Afin qu’il se déroule dans les meilleures conditions de confidentialité et donc que l’expérimentation soit de qualité, il avait été dès son origine décidé que ce test serait orchestré par l’un des centres névralgiques les plus opaques de la planète : la United States Federal Reserve, de son petit nom la Fed, assistée des banques centrales des pays du G8, ce qui indique que les dirigeants chinois n’ont pas été admis au statut de meneur de jeu et de marché, comme l’a confirmé par un communiqué séparé Dominique Strauss-Kahn, directeur général du FMI, avant de confirmer qu’il n’excluait pas d’entamer une réflexion sur certaines échéances électorales, qu’il n’a pas voulu préciser.

Cherchant un précédent, afin d’effectuer des comparaisons et de fonder leurs analyses, les commentateurs ont à cette occasion rappelé la précédente opération, d’une envergure comparable mais à une échelle bien plus limitée, lorsqu’Orson Welles lança sur les ondes de CBS un reportage sur l’invasion de la terre par les Martiens et suscita une gigantesque panique, heureusement circonscrite aux seuls Américains à l’époque, la diffusion par Internet des radios n’existant pas.

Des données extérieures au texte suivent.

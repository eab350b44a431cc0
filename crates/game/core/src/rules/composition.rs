//! Which pieces may join which stacks.

use crate::state::{Piece, PieceKind, base_kind_of};

#[derive(Clone, Copy, Debug, PartialEq, Eq, thiserror::Error)]
#[cfg_attr(feature = "serde", derive(serde::Serialize, serde::Deserialize))]
pub enum CompositionError {
    #[error("cannot stack across colors")]
    ColorMismatch,

    #[error("{incoming} cannot join a {base} stack")]
    KindMismatch { base: PieceKind, incoming: PieceKind },

    #[error("{base} stack limit is {limit}, combined height would be {combined}")]
    SizeLimit {
        base: PieceKind,
        limit: usize,
        combined: usize,
    },
}

/// Decides whether `incoming` (bottom-to-top) may be placed on top of
/// `target`.
///
/// 1. An empty target always accepts.
/// 2. With `check_color`, the two top pieces must share a color.
/// 3. Unless the target's base is General, every incoming piece must be a
///    General or of the target's base kind.
/// 4. The combined height must fit the limit of the combined base kind.
///
/// The first failing check is reported.
pub fn can_stack_on(
    target: &[Piece],
    incoming: &[Piece],
    check_color: bool,
) -> Result<(), CompositionError> {
    let (Some(target_top), Some(incoming_top)) = (target.last(), incoming.last()) else {
        return Ok(());
    };

    if check_color && target_top.color != incoming_top.color {
        return Err(CompositionError::ColorMismatch);
    }

    let base = base_kind_of(target);
    if base != PieceKind::General {
        if let Some(stray) = incoming
            .iter()
            .find(|piece| piece.kind != PieceKind::General && piece.kind != base)
        {
            return Err(CompositionError::KindMismatch {
                base,
                incoming: stray.kind,
            });
        }
    }

    check_height(target.iter().chain(incoming).copied())
}

/// Height check for a sequence about to become a stack, keyed by its own base
/// kind.
pub fn check_height(pieces: impl IntoIterator<Item = Piece>) -> Result<(), CompositionError> {
    let combined: Vec<Piece> = pieces.into_iter().collect();
    let base = base_kind_of(&combined);
    let limit = base.stack_limit();
    if combined.len() > limit {
        return Err(CompositionError::SizeLimit {
            base,
            limit,
            combined: combined.len(),
        });
    }
    Ok(())
}

#[cfg(test)]
mod tests {
    use super::*;
    use crate::state::{Color, PieceId};

    fn pieces(color: Color, kinds: &[PieceKind], first_id: u8) -> Vec<Piece> {
        kinds
            .iter()
            .enumerate()
            .map(|(offset, kind)| Piece::revealed(PieceId(first_id + offset as u8), *kind, color))
            .collect()
    }

    #[test]
    fn empty_target_accepts_anything() {
        let incoming = pieces(Color::Red, &[PieceKind::Horse], 0);
        assert_eq!(can_stack_on(&[], &incoming, true), Ok(()));
    }

    #[test]
    fn color_checked_only_on_request() {
        let target = pieces(Color::Red, &[PieceKind::Soldier], 0);
        let incoming = pieces(Color::Black, &[PieceKind::Soldier], 1);
        assert_eq!(
            can_stack_on(&target, &incoming, true),
            Err(CompositionError::ColorMismatch)
        );
        assert_eq!(can_stack_on(&target, &incoming, false), Ok(()));
    }

    #[test]
    fn incoming_must_match_base_or_be_general() {
        let target = pieces(Color::Red, &[PieceKind::General, PieceKind::Cannon], 0);

        let generals = pieces(Color::Red, &[PieceKind::General], 2);
        assert_eq!(can_stack_on(&target, &generals, true), Ok(()));

        let cannons = pieces(Color::Red, &[PieceKind::Cannon], 2);
        assert_eq!(can_stack_on(&target, &cannons, true), Ok(()));

        let horse = pieces(Color::Red, &[PieceKind::Horse], 2);
        assert_eq!(
            can_stack_on(&target, &horse, true),
            Err(CompositionError::KindMismatch {
                base: PieceKind::Cannon,
                incoming: PieceKind::Horse
            })
        );
    }

    #[test]
    fn general_base_accepts_any_kind_and_adopts_it() {
        let target = pieces(Color::Red, &[PieceKind::General], 0);
        let incoming = pieces(Color::Red, &[PieceKind::Soldier, PieceKind::Soldier], 1);
        assert_eq!(can_stack_on(&target, &incoming, true), Ok(()));
    }

    #[test]
    fn general_pair_is_capped_at_two() {
        let target = pieces(Color::Red, &[PieceKind::General], 0);
        let incoming = pieces(Color::Black, &[PieceKind::General], 1);
        assert_eq!(can_stack_on(&target, &incoming, false), Ok(()));

        let pair = pieces(Color::Red, &[PieceKind::General, PieceKind::General], 0);
        let third = pieces(Color::Red, &[PieceKind::General], 2);
        assert_eq!(
            can_stack_on(&pair, &third, true),
            Err(CompositionError::SizeLimit {
                base: PieceKind::General,
                limit: 2,
                combined: 3
            })
        );
    }

    #[test]
    fn limit_follows_the_combined_base() {
        let target = pieces(Color::Red, &[PieceKind::Horse; 4], 0);
        let incoming = pieces(Color::Red, &[PieceKind::Horse; 3], 4);
        assert_eq!(
            can_stack_on(&target, &incoming, true),
            Err(CompositionError::SizeLimit {
                base: PieceKind::Horse,
                limit: 6,
                combined: 7
            })
        );

        let soldiers = pieces(Color::Red, &[PieceKind::Soldier; 7], 0);
        let more = pieces(Color::Red, &[PieceKind::Soldier; 5], 7);
        assert_eq!(can_stack_on(&soldiers, &more, true), Ok(()));
    }
}
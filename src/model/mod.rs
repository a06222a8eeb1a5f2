pub mod config;
pub mod gguf;
pub mod loader;
pub mod weights;

pub use config::ModelConfig;
pub use loader::{LoadOptions, LoadProgress, load_model};
pub use weights::WeightStore;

En même temps qu’un point final vient d’être mis à ce test, sans qu’il soit pour une fois besoin d’attendre pour en connaître les résultats, ni de sommer par voie d’huissier ses organisateurs de les dévoiler, car ils s’étalent sous nos yeux, il a été annoncé dans le même communiqué que « des compensations allaient être versées à tous ceux qui auraient pu subir, en raison de sa tenue, de fâcheuses conséquences ». Tous les détenteurs d’un portefeuille d’actifs d’une valeur initiale d’un million d’euros minimum (1,350 millions de dollars) recevront ainsi une indemnité compensatoire et non imposable qui sera calculée – « dans la plus grande transparence » est-il dit dans la version en langue française du texte fournie par la présidence de la République – par les services fiscaux des pays de résidence respectifs des destinataires. Elle serait financée par une taxe – d’un montant modique, a-t-il été indiqué par les services compétents – ayant comme assiette les revenus salariaux des ménages. Les chômeurs en seront exemptés lors du premier versement de leurs allocations.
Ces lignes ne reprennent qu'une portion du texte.